The defeat of the Stretch Energy Code, Article 6, came after about a half-hour of spirited debate. Speaking in favor of the article were Green Committee Chairman Ann Marie Stronach and committee members Jim Duffy and Robert Fowler.
Through adoption of the Stretch Energy Code, as 47 other towns have done, would voluntarily toughen existing state energy efficiency requirements on new construction and major renovation projects. It is one of five criteria that must be met in order for the town to earn the status of “Green Community” and thus be eligible for additional energy grants from the state.
“I want people to understand that this is ablout sustainability within our community,” said Stronach. “And what we are doing is preserving sustainability for the future of our kinds, my kids.”
Opposition to the article was led by Robert Scarano, a local attorney and builder, and Warren Carey. Both spoke about the additional costs the Stretch Energy Code would place on new home builders, as well as residents looking to renovate or add on to their homes.
Scarano also said the code was just another example of big government trying to impose its will on individual citizens. He said energy efficiency decisions should be left to the individual.
“Losing that free choice is what I object to,” said Scarano. “Because if you maintain the current building code, you have a choice. You can elect to comply with the stretch code. You can chose to comply with the stretch code. But you are not compelled to comply with the stretch code.”

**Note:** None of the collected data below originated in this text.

use std::fmt;

use serde::{Deserialize, Deserializer, Serialize};
use serde_json::Value;

use crate::tokens::{GroupOperator, OperatorKind};

/// Leaf predicate comparing a catalog field against a value.
#[derive(Debug, Clone, Default, Serialize, Deserialize, PartialEq, Eq)]
pub struct Condition {
    /// Name of a catalog field. Empty while the user is still choosing.
    #[serde(default)]
    pub field: String,
    #[serde(default)]
    pub operator: OperatorKind,
    /// Raw comparison value. Empty means "no value".
    #[serde(default, deserialize_with = "lenient_string")]
    pub value: String,
}

impl Condition {
    /// A blank condition: no field, `eq`, no value.
    pub fn empty() -> Self {
        Self::default()
    }

    pub fn new(field: impl Into<String>, operator: OperatorKind, value: impl Into<String>) -> Self {
        Self {
            field: field.into(),
            operator,
            value: value.into(),
        }
    }
}

/// Boolean combinator over an ordered list of child nodes.
#[derive(Debug, Clone, Serialize, Deserialize, PartialEq, Eq)]
pub struct Group {
    pub operator: GroupOperator,
    #[serde(default)]
    pub children: Vec<RuleNode>,
}

impl Group {
    pub fn new(operator: GroupOperator) -> Self {
        Self {
            operator,
            children: Vec::new(),
        }
    }

    pub fn with_children(operator: GroupOperator, children: Vec<RuleNode>) -> Self {
        Self { operator, children }
    }

    /// Drops children beyond the operator's arity. Returns how many were discarded.
    pub fn enforce_arity(&mut self) -> usize {
        match self.operator.max_children() {
            Some(max) if self.children.len() > max => {
                let discarded = self.children.len() - max;
                self.children.truncate(max);
                discarded
            }
            _ => 0,
        }
    }

    /// Whether another child may be appended without breaking the arity bound.
    pub fn accepts_child(&self) -> bool {
        self.operator
            .max_children()
            .map_or(true, |max| self.children.len() < max)
    }
}

/// Node of the condition tree.
#[derive(Debug, Clone, Serialize, Deserialize, PartialEq, Eq)]
#[serde(tag = "type", rename_all = "snake_case")]
pub enum RuleNode {
    Condition(Condition),
    Group(Group),
}

impl RuleNode {
    /// The tree every new rule starts from: an `AND` group with no children.
    pub fn root() -> Self {
        RuleNode::Group(Group::new(GroupOperator::And))
    }

    pub fn condition(condition: Condition) -> Self {
        RuleNode::Condition(condition)
    }

    pub fn group(operator: GroupOperator) -> Self {
        RuleNode::Group(Group::new(operator))
    }

    pub fn as_group(&self) -> Option<&Group> {
        match self {
            RuleNode::Group(group) => Some(group),
            RuleNode::Condition(_) => None,
        }
    }

    pub fn as_group_mut(&mut self) -> Option<&mut Group> {
        match self {
            RuleNode::Group(group) => Some(group),
            RuleNode::Condition(_) => None,
        }
    }

    pub fn as_condition(&self) -> Option<&Condition> {
        match self {
            RuleNode::Condition(condition) => Some(condition),
            RuleNode::Group(_) => None,
        }
    }

    /// Kind tag as it appears in the serialized document.
    pub fn kind(&self) -> &'static str {
        match self {
            RuleNode::Condition(_) => "condition",
            RuleNode::Group(_) => "group",
        }
    }

    /// Number of leaf conditions anywhere below this node.
    pub fn condition_count(&self) -> usize {
        match self {
            RuleNode::Condition(_) => 1,
            RuleNode::Group(group) => group.children.iter().map(RuleNode::condition_count).sum(),
        }
    }
}

impl Default for RuleNode {
    fn default() -> Self {
        RuleNode::root()
    }
}

impl From<Condition> for RuleNode {
    fn from(value: Condition) -> Self {
        RuleNode::Condition(value)
    }
}

impl From<Group> for RuleNode {
    fn from(value: Group) -> Self {
        RuleNode::Group(value)
    }
}

impl fmt::Display for Condition {
    fn fmt(&self, f: &mut fmt::Formatter<'_>) -> fmt::Result {
        let field = if self.field.is_empty() { "?" } else { &self.field };
        let value = if self.value.is_empty() { "?" } else { &self.value };
        write!(f, "{} {} {}", field, self.operator, value)
    }
}

impl fmt::Display for Group {
    fn fmt(&self, f: &mut fmt::Formatter<'_>) -> fmt::Result {
        if self.operator == GroupOperator::Not {
            return match self.children.first() {
                Some(child) => write!(f, "NOT ({})", child),
                None => f.write_str("NOT ()"),
            };
        }

        if self.children.is_empty() {
            return write!(f, "{} ()", self.operator);
        }

        f.write_str("(")?;
        for (index, child) in self.children.iter().enumerate() {
            if index > 0 {
                write!(f, " {} ", self.operator)?;
            }
            write!(f, "{}", child)?;
        }
        f.write_str(")")
    }
}

impl fmt::Display for RuleNode {
    fn fmt(&self, f: &mut fmt::Formatter<'_>) -> fmt::Result {
        match self {
            RuleNode::Condition(condition) => fmt::Display::fmt(condition, f),
            RuleNode::Group(group) => fmt::Display::fmt(group, f),
        }
    }
}

/// Accepts strings, numbers and booleans; `null` becomes the empty string.
fn lenient_string<'de, D>(deserializer: D) -> Result<String, D::Error>
where
    D: Deserializer<'de>,
{
    let raw = Option::<Value>::deserialize(deserializer)?;
    Ok(match raw {
        None | Some(Value::Null) => String::new(),
        Some(Value::String(text)) => text,
        Some(other) => other.to_string(),
    })
}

When the time came for a vote, the “No’s” had to be counted twice, as there was a question as to whether the first count was accurate. The final tally was 47-44 against. Stronach said later that the vote did not kill the Stretch Energy Code or the Green Community effort in Tewksbury.
“We will just continue to move forward and we’ll bring it back again in the spring (at Annual Town Meeting),” said Stronach. “We just have to do a better job getting the information out and getting the facts out to the public.”